## Saved entries
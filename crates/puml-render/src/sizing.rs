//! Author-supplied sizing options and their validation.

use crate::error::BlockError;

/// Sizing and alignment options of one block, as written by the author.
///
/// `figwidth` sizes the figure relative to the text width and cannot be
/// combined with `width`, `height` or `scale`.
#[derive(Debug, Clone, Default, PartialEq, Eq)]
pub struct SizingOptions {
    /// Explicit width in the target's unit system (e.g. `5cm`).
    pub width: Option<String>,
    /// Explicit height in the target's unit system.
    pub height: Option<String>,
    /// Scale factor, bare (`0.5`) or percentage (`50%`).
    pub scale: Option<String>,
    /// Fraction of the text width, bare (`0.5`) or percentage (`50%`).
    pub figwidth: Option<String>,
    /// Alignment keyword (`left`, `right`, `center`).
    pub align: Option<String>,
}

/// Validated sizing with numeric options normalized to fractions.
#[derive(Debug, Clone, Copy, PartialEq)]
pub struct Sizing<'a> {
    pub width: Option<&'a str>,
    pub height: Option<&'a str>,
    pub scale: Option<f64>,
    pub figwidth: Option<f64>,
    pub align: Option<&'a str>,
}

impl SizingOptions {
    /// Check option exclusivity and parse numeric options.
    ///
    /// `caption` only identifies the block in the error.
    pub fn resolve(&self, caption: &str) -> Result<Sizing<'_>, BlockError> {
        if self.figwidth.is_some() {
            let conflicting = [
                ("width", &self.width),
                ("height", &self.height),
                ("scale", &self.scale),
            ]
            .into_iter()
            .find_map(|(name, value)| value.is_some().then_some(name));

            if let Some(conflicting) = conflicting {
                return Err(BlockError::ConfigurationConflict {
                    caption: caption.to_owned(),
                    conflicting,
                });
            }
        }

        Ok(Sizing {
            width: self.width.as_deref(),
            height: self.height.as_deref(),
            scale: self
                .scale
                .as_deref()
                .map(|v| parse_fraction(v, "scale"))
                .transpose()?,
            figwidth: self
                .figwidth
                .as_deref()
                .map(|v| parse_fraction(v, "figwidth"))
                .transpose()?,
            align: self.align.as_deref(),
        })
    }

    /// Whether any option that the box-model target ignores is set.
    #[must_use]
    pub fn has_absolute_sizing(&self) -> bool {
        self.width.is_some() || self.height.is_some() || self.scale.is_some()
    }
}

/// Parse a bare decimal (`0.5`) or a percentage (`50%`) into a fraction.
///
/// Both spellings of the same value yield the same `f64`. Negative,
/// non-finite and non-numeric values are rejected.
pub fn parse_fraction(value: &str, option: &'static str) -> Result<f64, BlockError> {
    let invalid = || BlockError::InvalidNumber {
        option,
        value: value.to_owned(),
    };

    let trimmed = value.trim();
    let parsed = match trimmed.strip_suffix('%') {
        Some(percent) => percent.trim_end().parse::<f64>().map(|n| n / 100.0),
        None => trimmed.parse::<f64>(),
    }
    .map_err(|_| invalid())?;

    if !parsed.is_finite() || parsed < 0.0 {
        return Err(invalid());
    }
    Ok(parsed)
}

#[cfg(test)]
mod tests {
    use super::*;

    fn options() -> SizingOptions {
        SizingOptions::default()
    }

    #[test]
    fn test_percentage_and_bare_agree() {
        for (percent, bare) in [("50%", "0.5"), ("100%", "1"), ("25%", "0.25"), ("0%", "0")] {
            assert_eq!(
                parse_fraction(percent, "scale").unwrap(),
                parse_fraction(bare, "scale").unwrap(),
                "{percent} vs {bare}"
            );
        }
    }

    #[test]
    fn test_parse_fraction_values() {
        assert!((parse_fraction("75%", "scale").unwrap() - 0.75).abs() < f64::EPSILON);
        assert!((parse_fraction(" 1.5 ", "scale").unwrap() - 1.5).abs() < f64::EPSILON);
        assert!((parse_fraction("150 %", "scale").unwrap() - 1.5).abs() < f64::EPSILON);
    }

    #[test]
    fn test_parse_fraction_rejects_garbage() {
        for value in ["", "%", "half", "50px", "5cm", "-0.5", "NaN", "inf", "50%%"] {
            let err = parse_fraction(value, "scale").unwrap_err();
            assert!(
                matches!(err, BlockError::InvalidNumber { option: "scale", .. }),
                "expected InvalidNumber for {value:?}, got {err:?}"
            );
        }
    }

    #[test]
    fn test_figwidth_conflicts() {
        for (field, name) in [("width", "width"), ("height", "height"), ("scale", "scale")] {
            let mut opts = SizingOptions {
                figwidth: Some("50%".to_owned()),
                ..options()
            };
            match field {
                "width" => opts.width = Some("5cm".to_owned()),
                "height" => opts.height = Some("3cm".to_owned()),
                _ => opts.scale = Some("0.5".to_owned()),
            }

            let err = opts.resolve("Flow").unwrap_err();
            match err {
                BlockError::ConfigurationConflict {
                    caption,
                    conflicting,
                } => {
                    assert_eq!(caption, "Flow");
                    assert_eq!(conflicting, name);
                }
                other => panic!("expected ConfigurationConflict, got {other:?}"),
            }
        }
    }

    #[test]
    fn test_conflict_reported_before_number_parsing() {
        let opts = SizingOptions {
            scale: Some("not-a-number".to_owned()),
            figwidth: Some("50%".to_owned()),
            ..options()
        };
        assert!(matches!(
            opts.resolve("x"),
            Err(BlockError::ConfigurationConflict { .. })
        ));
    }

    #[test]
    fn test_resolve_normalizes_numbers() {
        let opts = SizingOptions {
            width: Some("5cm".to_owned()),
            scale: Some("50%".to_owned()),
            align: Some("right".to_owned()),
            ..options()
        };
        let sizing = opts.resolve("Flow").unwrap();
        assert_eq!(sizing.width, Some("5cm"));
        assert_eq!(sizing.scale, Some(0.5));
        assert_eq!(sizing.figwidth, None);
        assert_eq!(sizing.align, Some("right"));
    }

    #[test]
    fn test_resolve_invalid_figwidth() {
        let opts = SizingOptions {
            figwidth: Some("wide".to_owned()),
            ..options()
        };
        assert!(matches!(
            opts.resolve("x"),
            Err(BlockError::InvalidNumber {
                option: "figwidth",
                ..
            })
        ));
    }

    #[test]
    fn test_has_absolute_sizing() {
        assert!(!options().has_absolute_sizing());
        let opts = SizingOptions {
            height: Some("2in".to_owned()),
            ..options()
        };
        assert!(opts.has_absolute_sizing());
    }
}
* * *
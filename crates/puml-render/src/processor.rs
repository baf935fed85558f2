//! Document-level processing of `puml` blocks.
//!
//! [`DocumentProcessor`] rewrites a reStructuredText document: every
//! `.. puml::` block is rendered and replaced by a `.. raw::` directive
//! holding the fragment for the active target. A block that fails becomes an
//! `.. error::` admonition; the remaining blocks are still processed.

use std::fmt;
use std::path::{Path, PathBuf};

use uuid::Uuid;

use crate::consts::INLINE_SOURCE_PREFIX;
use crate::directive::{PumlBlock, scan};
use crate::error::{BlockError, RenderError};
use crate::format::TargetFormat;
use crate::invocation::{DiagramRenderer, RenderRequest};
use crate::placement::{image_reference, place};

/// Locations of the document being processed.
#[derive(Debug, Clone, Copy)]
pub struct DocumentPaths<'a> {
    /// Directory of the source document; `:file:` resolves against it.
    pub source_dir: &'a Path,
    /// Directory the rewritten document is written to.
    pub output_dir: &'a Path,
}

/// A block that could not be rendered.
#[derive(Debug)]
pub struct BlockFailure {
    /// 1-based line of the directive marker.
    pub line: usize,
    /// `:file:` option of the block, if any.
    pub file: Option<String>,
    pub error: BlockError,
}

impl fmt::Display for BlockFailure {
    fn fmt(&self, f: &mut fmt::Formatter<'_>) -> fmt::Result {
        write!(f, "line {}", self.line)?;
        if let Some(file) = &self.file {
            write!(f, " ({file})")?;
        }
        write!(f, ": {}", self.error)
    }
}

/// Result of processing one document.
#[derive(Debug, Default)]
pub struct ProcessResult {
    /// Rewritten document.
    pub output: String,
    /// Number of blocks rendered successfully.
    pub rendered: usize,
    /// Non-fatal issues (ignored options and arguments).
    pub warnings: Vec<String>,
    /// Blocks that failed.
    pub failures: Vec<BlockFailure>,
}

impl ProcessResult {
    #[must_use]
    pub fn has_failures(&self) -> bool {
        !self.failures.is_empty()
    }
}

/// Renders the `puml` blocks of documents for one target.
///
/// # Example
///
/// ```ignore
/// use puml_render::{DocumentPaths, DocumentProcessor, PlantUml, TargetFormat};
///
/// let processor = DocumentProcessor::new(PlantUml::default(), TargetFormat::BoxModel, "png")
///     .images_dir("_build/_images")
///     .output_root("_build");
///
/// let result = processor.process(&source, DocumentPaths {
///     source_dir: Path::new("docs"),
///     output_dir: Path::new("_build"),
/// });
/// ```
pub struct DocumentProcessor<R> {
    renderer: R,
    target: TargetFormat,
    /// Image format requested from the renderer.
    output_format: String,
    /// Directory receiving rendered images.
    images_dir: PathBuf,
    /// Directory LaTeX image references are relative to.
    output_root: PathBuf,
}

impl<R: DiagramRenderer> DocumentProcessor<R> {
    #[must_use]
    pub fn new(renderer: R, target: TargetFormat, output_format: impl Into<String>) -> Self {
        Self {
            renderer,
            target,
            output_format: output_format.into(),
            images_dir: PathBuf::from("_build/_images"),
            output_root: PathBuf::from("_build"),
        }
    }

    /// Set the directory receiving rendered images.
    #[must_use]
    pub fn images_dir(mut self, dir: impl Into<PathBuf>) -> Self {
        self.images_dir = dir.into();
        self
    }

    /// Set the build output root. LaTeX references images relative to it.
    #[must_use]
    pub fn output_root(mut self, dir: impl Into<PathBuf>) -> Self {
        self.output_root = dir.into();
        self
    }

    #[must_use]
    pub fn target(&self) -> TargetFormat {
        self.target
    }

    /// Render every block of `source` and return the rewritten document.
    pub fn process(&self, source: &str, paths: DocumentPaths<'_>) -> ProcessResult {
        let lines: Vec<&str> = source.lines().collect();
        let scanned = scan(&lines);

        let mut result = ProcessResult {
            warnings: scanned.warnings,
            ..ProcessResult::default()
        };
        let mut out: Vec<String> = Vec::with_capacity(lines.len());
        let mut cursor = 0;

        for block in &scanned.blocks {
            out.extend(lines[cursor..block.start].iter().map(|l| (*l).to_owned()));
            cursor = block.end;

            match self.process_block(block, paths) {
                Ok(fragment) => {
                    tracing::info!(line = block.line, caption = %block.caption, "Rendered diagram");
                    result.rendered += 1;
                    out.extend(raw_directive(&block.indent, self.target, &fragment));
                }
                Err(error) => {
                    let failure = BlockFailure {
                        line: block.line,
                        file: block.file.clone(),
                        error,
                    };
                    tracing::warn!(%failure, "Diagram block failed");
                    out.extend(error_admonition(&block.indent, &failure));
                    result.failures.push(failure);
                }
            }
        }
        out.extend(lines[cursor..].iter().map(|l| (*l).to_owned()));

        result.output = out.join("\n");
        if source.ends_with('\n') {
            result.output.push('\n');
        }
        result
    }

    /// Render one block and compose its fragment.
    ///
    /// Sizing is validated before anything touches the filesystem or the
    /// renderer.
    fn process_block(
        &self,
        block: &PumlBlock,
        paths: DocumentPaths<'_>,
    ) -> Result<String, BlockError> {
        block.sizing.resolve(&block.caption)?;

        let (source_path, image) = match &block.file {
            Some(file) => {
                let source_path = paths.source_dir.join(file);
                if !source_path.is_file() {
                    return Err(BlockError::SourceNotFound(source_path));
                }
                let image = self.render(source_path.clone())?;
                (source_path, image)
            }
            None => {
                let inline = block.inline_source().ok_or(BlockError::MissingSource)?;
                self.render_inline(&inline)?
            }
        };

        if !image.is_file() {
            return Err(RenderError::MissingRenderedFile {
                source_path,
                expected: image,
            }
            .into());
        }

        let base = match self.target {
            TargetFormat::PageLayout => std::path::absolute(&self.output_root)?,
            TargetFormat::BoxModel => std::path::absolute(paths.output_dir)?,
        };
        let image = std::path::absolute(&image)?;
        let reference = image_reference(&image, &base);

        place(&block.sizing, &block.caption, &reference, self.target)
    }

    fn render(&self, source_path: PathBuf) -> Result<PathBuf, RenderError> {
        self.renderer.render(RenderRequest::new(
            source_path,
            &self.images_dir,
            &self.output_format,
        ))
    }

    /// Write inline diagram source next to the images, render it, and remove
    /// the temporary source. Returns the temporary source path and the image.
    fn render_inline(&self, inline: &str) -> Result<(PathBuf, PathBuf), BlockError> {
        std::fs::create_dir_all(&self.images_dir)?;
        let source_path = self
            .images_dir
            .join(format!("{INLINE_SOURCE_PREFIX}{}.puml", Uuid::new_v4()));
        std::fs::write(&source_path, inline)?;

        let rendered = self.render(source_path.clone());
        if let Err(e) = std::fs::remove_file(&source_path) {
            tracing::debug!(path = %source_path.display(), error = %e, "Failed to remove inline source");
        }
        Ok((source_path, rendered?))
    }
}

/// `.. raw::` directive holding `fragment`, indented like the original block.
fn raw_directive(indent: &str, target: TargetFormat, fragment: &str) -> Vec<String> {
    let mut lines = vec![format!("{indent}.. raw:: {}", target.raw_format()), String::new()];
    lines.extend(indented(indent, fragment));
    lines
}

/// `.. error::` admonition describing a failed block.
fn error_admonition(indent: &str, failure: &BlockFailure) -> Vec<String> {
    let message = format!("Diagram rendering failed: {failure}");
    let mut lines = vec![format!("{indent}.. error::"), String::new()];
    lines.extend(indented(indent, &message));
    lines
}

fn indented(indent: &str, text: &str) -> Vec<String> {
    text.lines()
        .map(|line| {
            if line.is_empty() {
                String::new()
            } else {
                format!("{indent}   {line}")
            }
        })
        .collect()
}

## Exercise
Using the data above, work out how many lines include the word "unit" and give only that number.

## Task solution
2